何のために会社を経営するのか、何を目的に利益を上げるのか、などといったことを抜き
にして考えれば、これがどの企業にも共通した経営の原点ということになる。定義とか原点
ということばが妥当でないなら、最もシンプルな経営の姿と言い換えてもいい。
社長としての第一の仕事は、この事実、すなわち自社にどれだけの資金調達力があり、そ
の資金を使って現実にどれだけの利益を生み出しているのかをしっかりと把握することだ。
そういう現状の把握なしに長期計画も何もありえない。
まず自分が立っている足元を見る。それが社長としての第一の仕事だ。しかる後に自分が
進むべき地平線の彼方を見る。
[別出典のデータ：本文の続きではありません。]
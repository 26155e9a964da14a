//! IPC server implementation
//!
//! One reader and one writer task per connection. Requests are forwarded to
//! the daemon as [`ServerMessage`]s; responses and events share the writer so
//! lines never interleave.

use curfew_api::{
    ClientInfo, ClientRole, Command, ErrorCode, ErrorInfo, Event, Request, Response,
};
use curfew_util::ClientId;
use serde::Serialize;
use std::collections::HashMap;
use std::os::unix::fs::PermissionsExt;
use std::path::{Path, PathBuf};
use std::sync::Arc;
use tokio::io::{AsyncBufReadExt, AsyncWriteExt, BufReader};
use tokio::net::unix::{OwnedReadHalf, OwnedWriteHalf};
use tokio::net::{UnixListener, UnixStream};
use tokio::sync::{Mutex, RwLock, broadcast, mpsc};
use tracing::{debug, error, info, warn};

use crate::{IpcError, IpcResult};

const EVENT_BUFFER: usize = 100;

/// Message from a connection to the daemon
pub enum ServerMessage {
    Request {
        client_id: ClientId,
        request: Request,
    },
    ClientConnected {
        client_id: ClientId,
        info: ClientInfo,
    },
    ClientDisconnected {
        client_id: ClientId,
    },
}

type ClientTable = Arc<RwLock<HashMap<ClientId, ClientSlot>>>;

struct ClientSlot {
    info: ClientInfo,
    outbox: mpsc::UnboundedSender<String>,
    subscribed: bool,
}

/// Unix socket server speaking newline-delimited JSON
pub struct IpcServer {
    socket_path: PathBuf,
    listener: Option<UnixListener>,
    clients: ClientTable,
    events: broadcast::Sender<Event>,
    inbox: mpsc::UnboundedSender<ServerMessage>,
    inbox_rx: Mutex<Option<mpsc::UnboundedReceiver<ServerMessage>>>,
}

impl IpcServer {
    pub fn new(socket_path: impl AsRef<Path>) -> Self {
        let (events, _) = broadcast::channel(EVENT_BUFFER);
        let (inbox, inbox_rx) = mpsc::unbounded_channel();

        Self {
            socket_path: socket_path.as_ref().to_path_buf(),
            listener: None,
            clients: Arc::new(RwLock::new(HashMap::new())),
            events,
            inbox,
            inbox_rx: Mutex::new(Some(inbox_rx)),
        }
    }

    pub fn socket_path(&self) -> &Path {
        &self.socket_path
    }

    /// Bind the socket, replacing a stale one from a previous run
    pub async fn start(&mut self) -> IpcResult<()> {
        self.listener = Some(bind_socket(&self.socket_path)?);
        info!(path = %self.socket_path.display(), "IPC server listening");
        Ok(())
    }

    /// Receiver for connection and request messages. Can be taken once.
    pub async fn take_message_receiver(&self) -> Option<mpsc::UnboundedReceiver<ServerMessage>> {
        self.inbox_rx.lock().await.take()
    }

    /// Accept connections until the task is dropped
    pub async fn run(&self) -> IpcResult<()> {
        let listener = self
            .listener
            .as_ref()
            .ok_or(IpcError::NotStarted)?;

        loop {
            match listener.accept().await {
                Ok((stream, _)) => self.accept(stream).await,
                Err(e) => error!(error = %e, "Failed to accept connection"),
            }
        }
    }

    async fn accept(&self, stream: UnixStream) {
        let uid = get_peer_uid(&stream);
        let role = role_for_uid(uid, nix::unistd::getuid().as_raw());
        let mut info = ClientInfo::new(role);
        info.uid = uid;
        let client_id = info.client_id.clone();

        info!(client_id = %client_id, uid = ?uid, role = ?role, "Client connected");

        let (read_half, write_half) = stream.into_split();
        let (outbox, outbox_rx) = mpsc::unbounded_channel();

        self.clients.write().await.insert(
            client_id.clone(),
            ClientSlot {
                info: info.clone(),
                outbox: outbox.clone(),
                subscribed: false,
            },
        );
        let _ = self.inbox.send(ServerMessage::ClientConnected {
            client_id: client_id.clone(),
            info,
        });

        tokio::spawn(read_requests(
            read_half,
            client_id.clone(),
            self.clients.clone(),
            self.inbox.clone(),
            outbox,
        ));
        tokio::spawn(write_outgoing(
            write_half,
            client_id,
            self.clients.clone(),
            outbox_rx,
            self.events.subscribe(),
        ));
    }

    /// Queue a response for one client
    pub async fn send_response(&self, client_id: &ClientId, response: Response) -> IpcResult<()> {
        let line = serde_json::to_string(&response)?;

        if let Some(slot) = self.clients.read().await.get(client_id) {
            slot.outbox
                .send(line)
                .map_err(|_| IpcError::ConnectionClosed)?;
        }
        Ok(())
    }

    /// Send an event to every subscribed client
    pub fn broadcast_event(&self, event: Event) {
        let _ = self.events.send(event);
    }

    pub async fn get_client_info(&self, client_id: &ClientId) -> Option<ClientInfo> {
        self.clients
            .read()
            .await
            .get(client_id)
            .map(|slot| slot.info.clone())
    }

    pub async fn client_count(&self) -> usize {
        self.clients.read().await.len()
    }

    /// Remove the socket file
    pub fn shutdown(&self) {
        if self.socket_path.exists() {
            let _ = std::fs::remove_file(&self.socket_path);
        }
    }
}
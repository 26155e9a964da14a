//! Per-device lock reconciliation

use chrono::{DateTime, Utc};
use chrono_tz::Tz;
use curfew_api::{ActivityAction, Device, NewActivity, Schedule};
use curfew_store::{Store, StoreResult};
use curfew_util::DeviceId;
use serde_json::json;
use tracing::{debug, info};

use crate::evaluator::active_schedules;

/// Which kind of pass is reconciling, recorded in the activity tag
#[derive(Debug, Clone, Copy, PartialEq, Eq)]
pub enum EnforcementMode {
    /// Requested by a parent for their own devices
    OnDemand,
    /// The background driver's sweep over every user
    Periodic,
}

impl EnforcementMode {
    pub fn action(self, locked: bool) -> ActivityAction {
        match (self, locked) {
            (EnforcementMode::OnDemand, true) => ActivityAction::ScheduleLock,
            (EnforcementMode::OnDemand, false) => ActivityAction::ScheduleUnlock,
            (EnforcementMode::Periodic, true) => ActivityAction::AutoScheduleLock,
            (EnforcementMode::Periodic, false) => ActivityAction::AutoScheduleUnlock,
        }
    }

    pub fn description(self, locked: bool) -> &'static str {
        match (self, locked) {
            (EnforcementMode::OnDemand, true) => {
                "Device automatically locked due to active schedule"
            }
            (EnforcementMode::OnDemand, false) => {
                "Device automatically unlocked - no active schedules"
            }
            (EnforcementMode::Periodic, true) => {
                "Device automatically locked by scheduled enforcement"
            }
            (EnforcementMode::Periodic, false) => {
                "Device automatically unlocked by scheduled enforcement"
            }
        }
    }
}

/// A lock-state transition that was written and logged
#[derive(Debug, Clone, PartialEq, Eq)]
pub struct LockChange {
    pub device_id: DeviceId,
    pub device_name: String,
    pub locked: bool,
    pub action: ActivityAction,
}

/// Outcome of reconciling one device
#[derive(Debug, Clone, PartialEq, Eq)]
pub struct Reconciliation {
    /// Lock state after reconciliation
    pub locked: bool,
    /// Set only when the state flipped
    pub change: Option<LockChange>,
}

impl Reconciliation {
    pub fn transitioned(&self) -> bool {
        self.change.is_some()
    }
}

/// Bring one device's lock state in line with its assigned schedules.
///
/// A device already in the right state is left untouched: no write, no log.
/// Otherwise the new state and exactly one activity entry are written
/// together.
pub fn reconcile(
    store: &dyn Store,
    device: &Device,
    schedules: &[Schedule],
    now: DateTime<Utc>,
    tz: Tz,
    mode: EnforcementMode,
) -> StoreResult<Reconciliation> {
    let active: Vec<_> = active_schedules(schedules, now, tz).map(|s| s.id).collect();
    let should_lock = !active.is_empty();

    if should_lock == device.is_locked {
        debug!(
            device_id = %device.id,
            locked = device.is_locked,
            schedules = schedules.len(),
            "Device already in expected state"
        );
        return Ok(Reconciliation {
            locked: device.is_locked,
            change: None,
        });
    }

    let action = mode.action(should_lock);
    let entry = NewActivity::new(device.id, action.clone(), mode.description(should_lock))
        .with_metadata(json!({
            "timeZone": tz.name(),
            "activeSchedules": active,
        }));
    store.record_lock_change(device.id, should_lock, &entry)?;

    info!(
        device_id = %device.id,
        device_name = %device.name,
        locked = should_lock,
        action = %action,
        "Device lock state reconciled"
    );

    Ok(Reconciliation {
        locked: should_lock,
        change: Some(LockChange {
            device_id: device.id,
            device_name: device.name.clone(),
            locked: should_lock,
            action,
        }),
    })
}
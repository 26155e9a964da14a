//! Enforcement engine
//!
//! Owns the store and clock handles and exposes every operation the daemon
//! serves: enforcement passes, the active-schedule query, schedule and
//! device lifecycle, manual locking and activity queries.

use chrono_tz::Tz;
use curfew_api::{
    ActivityAction, ActivityEntry, BulkLockSummary, Child, CompanionIdentity, ConsentStatus,
    Device, DeviceLookup, DeviceSchedule, DeviceStatusView, EnforcementSummary, LockAction,
    LockUpdate, NewActivity, NewChild, NewDevice, NewSchedule, PassReport, QuickLockSummary,
    Schedule, ScheduleUpdate, User,
};
use curfew_store::{Store, StoreError};
use curfew_util::{
    Clock, DaysOfWeek, DeviceId, ParentId, ScheduleId, WallClock, local_day_and_time,
    weekday_index,
};
use serde_json::json;
use std::sync::Arc;
use tracing::{debug, error, info, warn};

use crate::evaluator::{active_schedules, is_schedule_active};
use crate::reconciler::{EnforcementMode, LockChange, reconcile};
use crate::{EngineError, EngineResult};

/// Entries returned when a caller does not ask for a specific count
pub const DEFAULT_ACTIVITY_LIMIT: usize = 10;

/// Placeholder IMEI of a device registered before its IMEI was known
pub const PENDING_IMEI: &str = "PENDING_IMEI_LOOKUP";

const MINUTES_PER_DAY: u32 = 24 * 60;

/// Result of one system-wide pass
#[derive(Debug, Clone)]
pub struct PassOutcome {
    pub report: PassReport,
    pub changes: Vec<LockChange>,
}

/// The enforcement engine
pub struct EnforcementEngine {
    store: Arc<dyn Store>,
    clock: Arc<dyn Clock>,
    default_zone: Tz,
}
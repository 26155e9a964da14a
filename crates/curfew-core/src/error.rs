//! Engine errors

use curfew_store::StoreError;
use thiserror::Error;

#[derive(Debug, Error)]
pub enum EngineError {
    #[error("Not found: {0}")]
    NotFound(String),

    /// The record exists but belongs to another parent
    #[error("Forbidden: {0}")]
    Forbidden(String),

    #[error("Invalid input: {0}")]
    InvalidInput(String),

    #[error(transparent)]
    Store(#[from] StoreError),
}

pub type EngineResult<T> = Result<T, EngineError>;
//! Configuration validation

use crate::schema::{RawConfig, RawServiceConfig};
use thiserror::Error;

/// Validation error
#[derive(Debug, Clone, Error)]
pub enum ValidationError {
    #[error("Unknown time zone '{0}'")]
    UnknownTimeZone(String),

    #[error("enforcement_interval_seconds must be greater than zero")]
    ZeroInterval,

    #[error("{field} cannot be empty")]
    EmptyPath { field: &'static str },
}

/// Validate a raw configuration, collecting every problem found
pub fn validate_config(config: &RawConfig) -> Vec<ValidationError> {
    validate_service(&config.service)
}

fn validate_service(service: &RawServiceConfig) -> Vec<ValidationError> {
    let mut errors = Vec::new();

    if let Some(zone) = &service.default_time_zone
        && curfew_util::parse_time_zone(zone).is_err()
    {
        errors.push(ValidationError::UnknownTimeZone(zone.clone()));
    }

    if service.enforcement_interval_seconds == Some(0) {
        errors.push(ValidationError::ZeroInterval);
    }

    if let Some(path) = &service.socket_path
        && path.as_os_str().is_empty()
    {
        errors.push(ValidationError::EmptyPath {
            field: "socket_path",
        });
    }

    if let Some(path) = &service.data_dir
        && path.as_os_str().is_empty()
    {
        errors.push(ValidationError::EmptyPath { field: "data_dir" });
    }

    errors
}
//! Periodic enforcement loop
//!
//! Drives [`EnforcementEngine::run_pass`] on a fixed interval for as long as
//! the daemon is up. Passes run on the blocking pool since the store is
//! synchronous. With `skip_overlapping` set, a tick that fires while the
//! previous pass is still running is skipped instead of stacking up.

use curfew_api::{LoopState, PassReport};
use std::sync::atomic::{AtomicBool, Ordering};
use std::sync::{Arc, Mutex, MutexGuard};
use std::time::Duration;
use tokio::sync::{broadcast, watch};
use tokio::task::{JoinHandle, JoinSet};
use tokio::time::{Instant, MissedTickBehavior, interval_at};
use tracing::{debug, error, info, warn};

use crate::{CoreEvent, EnforcementEngine};

const EVENT_CAPACITY: usize = 64;

/// Start/stop handle for the background enforcement driver
pub struct EnforcementLoop {
    shared: Arc<Shared>,
    period: Duration,
    runner: Mutex<Option<Runner>>,
}

struct Runner {
    shutdown: watch::Sender<bool>,
    handle: JoinHandle<()>,
}

struct Shared {
    engine: Arc<EnforcementEngine>,
    busy: AtomicBool,
    skip_overlapping: bool,
    events: broadcast::Sender<CoreEvent>,
    last_report: Mutex<Option<PassReport>>,
}

/// Held while a pass runs; releases the busy flag on drop
struct BusyGuard<'a>(&'a AtomicBool);

impl<'a> BusyGuard<'a> {
    fn acquire(flag: &'a AtomicBool) -> Option<Self> {
        flag.compare_exchange(false, true, Ordering::AcqRel, Ordering::Acquire)
            .ok()
            .map(|_| Self(flag))
    }
}

impl Drop for BusyGuard<'_> {
    fn drop(&mut self) {
        self.0.store(false, Ordering::Release);
    }
}

fn lock<T>(mutex: &Mutex<T>) -> MutexGuard<'_, T> {
    mutex.lock().unwrap_or_else(|poisoned| poisoned.into_inner())
}

impl EnforcementLoop {
    pub fn new(engine: Arc<EnforcementEngine>, period: Duration, skip_overlapping: bool) -> Self {
        let (events, _) = broadcast::channel(EVENT_CAPACITY);
        Self {
            shared: Arc::new(Shared {
                engine,
                busy: AtomicBool::new(false),
                skip_overlapping,
                events,
                last_report: Mutex::new(None),
            }),
            period,
            runner: Mutex::new(None),
        }
    }

    pub fn period(&self) -> Duration {
        self.period
    }

    pub fn state(&self) -> LoopState {
        if lock(&self.runner).is_some() {
            LoopState::Running
        } else {
            LoopState::Stopped
        }
    }

    /// Subscribe to lock changes and pass summaries
    pub fn subscribe(&self) -> broadcast::Receiver<CoreEvent> {
        self.shared.events.subscribe()
    }

    /// Report of the most recent completed pass
    pub fn last_report(&self) -> Option<PassReport> {
        lock(&self.shared.last_report).clone()
    }

    /// Run one pass on the calling thread.
    ///
    /// Returns `None` when the pass was skipped by the overlap guard or
    /// could not list users.
    pub fn tick(&self) -> Option<PassReport> {
        self.shared.tick()
    }

    /// Spawn the background driver. Must be called inside a tokio runtime.
    /// Returns false if it is already running.
    pub fn start(&self) -> bool {
        let mut runner = lock(&self.runner);
        if runner.is_some() {
            debug!("Enforcement loop already running");
            return false;
        }

        let (shutdown, shutdown_rx) = watch::channel(false);
        let handle = tokio::spawn(drive(self.shared.clone(), self.period, shutdown_rx));
        *runner = Some(Runner { shutdown, handle });
        drop(runner);

        info!(
            interval_secs = self.period.as_secs(),
            skip_overlapping = self.shared.skip_overlapping,
            "Enforcement loop started"
        );
        let _ = self
            .shared
            .events
            .send(CoreEvent::LoopStateChanged(LoopState::Running));
        true
    }

    /// Cancel the timer and wait for any in-flight pass to finish.
    /// Returns false if the loop was not running.
    pub async fn stop(&self) -> bool {
        let Some(runner) = lock(&self.runner).take() else {
            return false;
        };

        let _ = runner.shutdown.send(true);
        if let Err(e) = runner.handle.await {
            error!(error = %e, "Enforcement loop task failed");
        }

        info!("Enforcement loop stopped");
        let _ = self
            .shared
            .events
            .send(CoreEvent::LoopStateChanged(LoopState::Stopped));
        true
    }
}

impl Shared {
    fn tick(&self) -> Option<PassReport> {
        let _guard = if self.skip_overlapping {
            match BusyGuard::acquire(&self.busy) {
                Some(guard) => Some(guard),
                None => {
                    warn!("Previous enforcement pass still running, skipping tick");
                    return None;
                }
            }
        } else {
            None
        };

        match self.engine.run_pass() {
            Ok(outcome) => {
                for change in outcome.changes {
                    let _ = self.events.send(CoreEvent::DeviceLockChanged(change));
                }
                *lock(&self.last_report) = Some(outcome.report.clone());
                let _ = self
                    .events
                    .send(CoreEvent::PassCompleted(outcome.report.clone()));
                Some(outcome.report)
            }
            Err(e) => {
                error!(error = %e, "Enforcement pass failed");
                None
            }
        }
    }
}

async fn drive(shared: Arc<Shared>, period: Duration, mut shutdown: watch::Receiver<bool>) {
    let mut ticker = interval_at(Instant::now() + period, period);
    ticker.set_missed_tick_behavior(MissedTickBehavior::Skip);
    let mut passes = JoinSet::new();

    loop {
        tokio::select! {
            _ = ticker.tick() => {
                let shared = shared.clone();
                passes.spawn_blocking(move || {
                    shared.tick();
                });
            }
            Some(result) = passes.join_next(), if !passes.is_empty() => {
                if let Err(e) = result {
                    error!(error = %e, "Enforcement pass panicked");
                }
            }
            _ = shutdown.changed() => {
                debug!("Enforcement loop received shutdown");
                break;
            }
        }
    }

    while let Some(result) = passes.join_next().await {
        if let Err(e) = result {
            error!(error = %e, "Enforcement pass panicked");
        }
    }
}
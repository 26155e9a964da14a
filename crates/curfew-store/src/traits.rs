//! Store trait definitions

use curfew_api::{
    ActivityEntry, Child, ConsentStatus, Device, DeviceSchedule, NewActivity, NewChild, NewDevice,
    NewSchedule, Schedule, ScheduleUpdate, User,
};
use curfew_util::{ChildId, DeviceId, ParentId, ScheduleId};

use crate::StoreResult;

/// Main store trait
///
/// Every read returns the full current set. Nothing is cached between calls,
/// so each enforcement pass observes the latest committed state.
pub trait Store: Send + Sync {
    // Users

    /// Insert a user or refresh its profile fields
    fn upsert_user(&self, user: &User) -> StoreResult<()>;

    /// Ids of every known user
    fn list_user_ids(&self) -> StoreResult<Vec<ParentId>>;

    // Children

    fn create_child(&self, child: &NewChild) -> StoreResult<Child>;

    fn get_child(&self, id: ChildId) -> StoreResult<Option<Child>>;

    fn list_children_by_parent(&self, parent: &ParentId) -> StoreResult<Vec<Child>>;

    // Devices

    /// Register a device. IMEI and phone number (ignoring whitespace) must be
    /// unused, otherwise `StoreError::Conflict`.
    fn create_device(&self, device: &NewDevice) -> StoreResult<Device>;

    fn get_device(&self, id: DeviceId) -> StoreResult<Option<Device>>;

    fn get_device_by_imei(&self, imei: &str) -> StoreResult<Option<Device>>;

    /// Exact match first, then a whitespace-insensitive match
    fn get_device_by_phone_number(&self, phone_number: &str) -> StoreResult<Option<Device>>;

    /// Parent owning a device through its child
    fn device_owner(&self, id: DeviceId) -> StoreResult<Option<ParentId>>;

    /// Devices of every child belonging to `parent`
    fn list_devices_for_parent(&self, parent: &ParentId) -> StoreResult<Vec<Device>>;

    /// Write the lock flag and refresh `last_seen`
    fn set_device_locked(&self, id: DeviceId, locked: bool) -> StoreResult<Device>;

    /// Write the lock flag and append `entry` in one transaction, so a
    /// transition is never persisted without its log entry
    fn record_lock_change(
        &self,
        id: DeviceId,
        locked: bool,
        entry: &NewActivity,
    ) -> StoreResult<(Device, ActivityEntry)>;

    fn set_device_consent(&self, id: DeviceId, status: ConsentStatus) -> StoreResult<Device>;

    /// Delete a device together with its associations and activity
    fn delete_device(&self, id: DeviceId) -> StoreResult<()>;

    // Schedules

    fn create_schedule(&self, schedule: &NewSchedule) -> StoreResult<Schedule>;

    fn get_schedule(&self, id: ScheduleId) -> StoreResult<Option<Schedule>>;

    fn update_schedule(&self, id: ScheduleId, update: &ScheduleUpdate) -> StoreResult<Schedule>;

    /// Delete a schedule together with its associations
    fn delete_schedule(&self, id: ScheduleId) -> StoreResult<()>;

    fn list_schedules_by_parent(&self, parent: &ParentId) -> StoreResult<Vec<Schedule>>;

    /// Schedules currently assigned to a device
    fn list_schedules_for_device(&self, device: DeviceId) -> StoreResult<Vec<Schedule>>;

    // Associations

    /// Assign a schedule to a device. Assigning an existing pair returns the
    /// existing row.
    fn assign_device_schedule(
        &self,
        device: DeviceId,
        schedule: ScheduleId,
    ) -> StoreResult<DeviceSchedule>;

    /// Returns whether an association was removed
    fn unassign_device_schedule(&self, device: DeviceId, schedule: ScheduleId)
    -> StoreResult<bool>;

    /// Devices currently following a schedule
    fn list_devices_for_schedule(&self, schedule: ScheduleId) -> StoreResult<Vec<Device>>;

    // Activity log

    fn append_activity(&self, entry: &NewActivity) -> StoreResult<ActivityEntry>;

    /// Newest first, across every device the parent owns
    fn recent_activity_for_parent(
        &self,
        parent: &ParentId,
        limit: usize,
    ) -> StoreResult<Vec<ActivityEntry>>;

    /// Newest first
    fn activity_for_device(&self, device: DeviceId, limit: usize)
    -> StoreResult<Vec<ActivityEntry>>;

    // Health

    /// Check if store is healthy
    fn is_healthy(&self) -> bool;
}
impl Handler {
    fn handle(&self, client: &ClientInfo, request_id: u64, command: Command) -> Handled {
        if !permitted(client, &command) {
            warn!(client_id = %client.client_id, command = ?command, "Command denied");
            return Handled::reply(Response::error(
                request_id,
                ErrorInfo::new(ErrorCode::PermissionDenied, "Admin role required"),
            ));
        }

        match self.execute(client, request_id, command) {
            Ok(handled) => handled,
            Err(e) => Handled::reply(engine_error(request_id, e)),
        }
    }

    fn execute(
        &self,
        client: &ClientInfo,
        request_id: u64,
        command: Command,
    ) -> Result<Handled, EngineError> {
        let ok = |payload| Handled::reply(Response::success(request_id, payload));
        let with_changes = |payload, changes: Vec<LockChange>| Handled {
            response: Response::success(request_id, payload),
            events: changes.into_iter().map(lock_event).collect(),
        };

        let handled = match command {
            Command::Enforce {
                parent_id,
                time_zone,
            } => {
                let (summary, changes) =
                    self.engine.enforce_for_parent(&parent_id, time_zone.as_deref())?;
                with_changes(ResponsePayload::Enforced(summary), changes)
            }

            Command::ActiveSchedules {
                parent_id,
                time_zone,
            } => ok(ResponsePayload::Schedules(
                self.engine.active_schedules(&parent_id, time_zone.as_deref())?,
            )),

            // Lock changes and the summary flow out through the loop's events
            Command::RunPass => match self.enforcer.tick() {
                Some(report) => ok(ResponsePayload::PassCompleted(report)),
                None => Handled::reply(Response::error(
                    request_id,
                    ErrorInfo::new(
                        ErrorCode::Conflict,
                        "Enforcement pass already running or failed to start",
                    ),
                )),
            },

            Command::UpsertUser { user } => {
                self.engine.upsert_user(&user)?;
                ok(ResponsePayload::UserSaved)
            }

            Command::CreateChild { child } => {
                ok(ResponsePayload::Child(self.engine.create_child(&child)?))
            }

            Command::ListChildren { parent_id } => {
                ok(ResponsePayload::Children(self.engine.list_children(&parent_id)?))
            }

            Command::RegisterDevice { device } => {
                ok(ResponsePayload::Device(self.engine.register_device(&device)?))
            }

            Command::ListDevices { parent_id } => {
                ok(ResponsePayload::Devices(self.engine.list_devices(&parent_id)?))
            }

            Command::DeleteDevice {
                parent_id,
                device_id,
            } => {
                self.engine.delete_device(&parent_id, device_id)?;
                ok(ResponsePayload::Deleted)
            }

            Command::SetConsent { device_id, status } => {
                ok(ResponsePayload::Device(self.engine.set_consent(device_id, status)?))
            }

            Command::CreateSchedule {
                schedule,
                device_ids,
            } => ok(ResponsePayload::Schedule(
                self.engine.create_schedule(&schedule, &device_ids)?,
            )),

            Command::UpdateSchedule {
                parent_id,
                schedule_id,
                update,
            } => ok(ResponsePayload::Schedule(
                self.engine.update_schedule(&parent_id, schedule_id, &update)?,
            )),

            Command::DeleteSchedule {
                parent_id,
                schedule_id,
            } => {
                self.engine.delete_schedule(&parent_id, schedule_id)?;
                ok(ResponsePayload::Deleted)
            }

            Command::ListSchedules { parent_id } => {
                ok(ResponsePayload::Schedules(self.engine.list_schedules(&parent_id)?))
            }

            Command::ListScheduleDevices {
                parent_id,
                schedule_id,
            } => ok(ResponsePayload::Devices(
                self.engine.schedule_devices(&parent_id, schedule_id)?,
            )),

            Command::AssignSchedule {
                parent_id,
                device_id,
                schedule_id,
            } => ok(ResponsePayload::Association(
                self.engine
                    .assign_schedule(&parent_id, device_id, schedule_id)?,
            )),

            Command::UnassignSchedule {
                parent_id,
                device_id,
                schedule_id,
            } => {
                self.engine
                    .unassign_schedule(&parent_id, device_id, schedule_id)?;
                ok(ResponsePayload::Deleted)
            }

            Command::SetDeviceLock {
                parent_id,
                device_id,
                locked,
            } => {
                let (device, change) =
                    self.engine.set_device_lock(&parent_id, device_id, locked)?;
                with_changes(ResponsePayload::Device(device), change.into_iter().collect())
            }

            Command::SetAllDevicesLock { parent_id, locked } => {
                let (summary, changes) = self.engine.set_all_devices_lock(&parent_id, locked)?;
                with_changes(ResponsePayload::BulkLock(summary), changes)
            }

            Command::QuickLock {
                parent_id,
                device_id,
                duration_minutes,
            } => {
                let (summary, change) =
                    self.engine.quick_lock(&parent_id, device_id, duration_minutes)?;
                with_changes(ResponsePayload::QuickLock(summary), change.into_iter().collect())
            }

            Command::RecentActivity { parent_id, limit } => ok(ResponsePayload::Activity(
                self.engine.recent_activity(&parent_id, limit)?,
            )),

            Command::DeviceActivity {
                parent_id,
                device_id,
                limit,
            } => ok(ResponsePayload::Activity(
                self.engine.device_activity(&parent_id, device_id, limit)?,
            )),

            Command::DeviceStatus { device_id } => {
                ok(ResponsePayload::DeviceStatus(self.engine.device_status(device_id)?))
            }

            Command::CompanionStatus { imei, identity } => ok(ResponsePayload::DeviceStatus(
                self.engine.companion_status(&imei, &identity)?,
            )),

            Command::LookupDevice { phone_number } => ok(ResponsePayload::DeviceLookup(
                self.engine.lookup_device(&phone_number)?,
            )),

            Command::SubscribeEvents => ok(ResponsePayload::Subscribed {
                client_id: client.client_id.clone(),
            }),

            Command::UnsubscribeEvents => ok(ResponsePayload::Unsubscribed),

            Command::GetHealth => ok(ResponsePayload::Health(HealthStatus {
                live: true,
                store_ok: self.engine.is_store_healthy(),
                loop_state: self.enforcer.state(),
                last_pass: self.enforcer.last_report(),
            })),

            Command::Ping => ok(ResponsePayload::Pong),
        };

        Ok(handled)
    }
}
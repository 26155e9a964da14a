//! Persistence layer for curfewd
//!
//! Provides:
//! - Users, children and devices
//! - Schedules and the device/schedule association
//! - Activity log (append-only, removed only with its device)

mod rows;
mod sqlite;
mod traits;

pub use sqlite::*;
pub use traits::*;

use thiserror::Error;

/// Store errors
#[derive(Debug, Error)]
pub enum StoreError {
    #[error("Database error: {0}")]
    Database(String),

    #[error("Serialization error: {0}")]
    Serialization(String),

    #[error("IO error: {0}")]
    Io(#[from] std::io::Error),

    #[error("Not found: {0}")]
    NotFound(String),

    #[error("Conflict: {0}")]
    Conflict(String),
}

impl From<rusqlite::Error> for StoreError {
    fn from(e: rusqlite::Error) -> Self {
        match &e {
            rusqlite::Error::SqliteFailure(err, _)
                if err.code == rusqlite::ErrorCode::ConstraintViolation =>
            {
                StoreError::Conflict(e.to_string())
            }
            _ => StoreError::Database(e.to_string()),
        }
    }
}

impl From<serde_json::Error> for StoreError {
    fn from(e: serde_json::Error) -> Self {
        StoreError::Serialization(e.to_string())
    }
}

pub type StoreResult<T> = Result<T, StoreError>;
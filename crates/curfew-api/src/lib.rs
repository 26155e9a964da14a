//! Protocol types for curfewd IPC
//!
//! This crate defines the stable API between curfewd and clients:
//! - Domain records (schedules, devices, activity)
//! - Commands (requests from clients)
//! - Responses
//! - Events (service -> clients)
//! - Versioning

mod commands;
mod events;
mod types;

pub use commands::*;
pub use events::*;
pub use types::*;

/// Current API version
pub const API_VERSION: u32 = 1;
長期計画はそこから生まれる。自分の足元だけを見ていたら
経営はその場かぎりの利益の追求に陥るだろうし、地平線の彼方だけを見ていたら、計画は
単なるお祭り計画に終わってしまうだろう。
自社の資金調達力は、バランスシートを見ればよく分かる。
バランスシートの見方については第二章で詳述するので、ここではくわしく触れないが、
ただ、バランスシートの右側が「資金の調達」をあらわし、左側がその「使途」をあらわし
ているということ、またそういうとらえ方をするのが社長としてのバランスシートの見方な
のだということだけは、ここでよく覚えておいていただきたい。
どちら側が貸方で、どちら側が借方かといった見方は、経理としてのバランスシートの見
方であって、社長としての見方ではない。社長にとって重要なのは、どれだけの資金を調達
し、それをどう使って、どれだけの利益を上げたかという事実の把握なのだ。
バランスシートの右側の記載項目は、次章で説明するように、自分のお金、すなわち資本
金、今までの利益の貯金、あるいは金融力、信用力などをあらわしている。したがつて、そ
の記載項目の一番下に記してあるトータルの数値、いわゆる「総資本」という言葉は、自社
の資金調達力を示しているのだ。
さて、この総資本で、損益計算書に記してある「税引前利益」を割ってみていただきたい。
こうして出てきた数値を「総資本利益率」という。この数値が、実は自社の現状を見るうえ
で非常に重要な意味をもっているのである。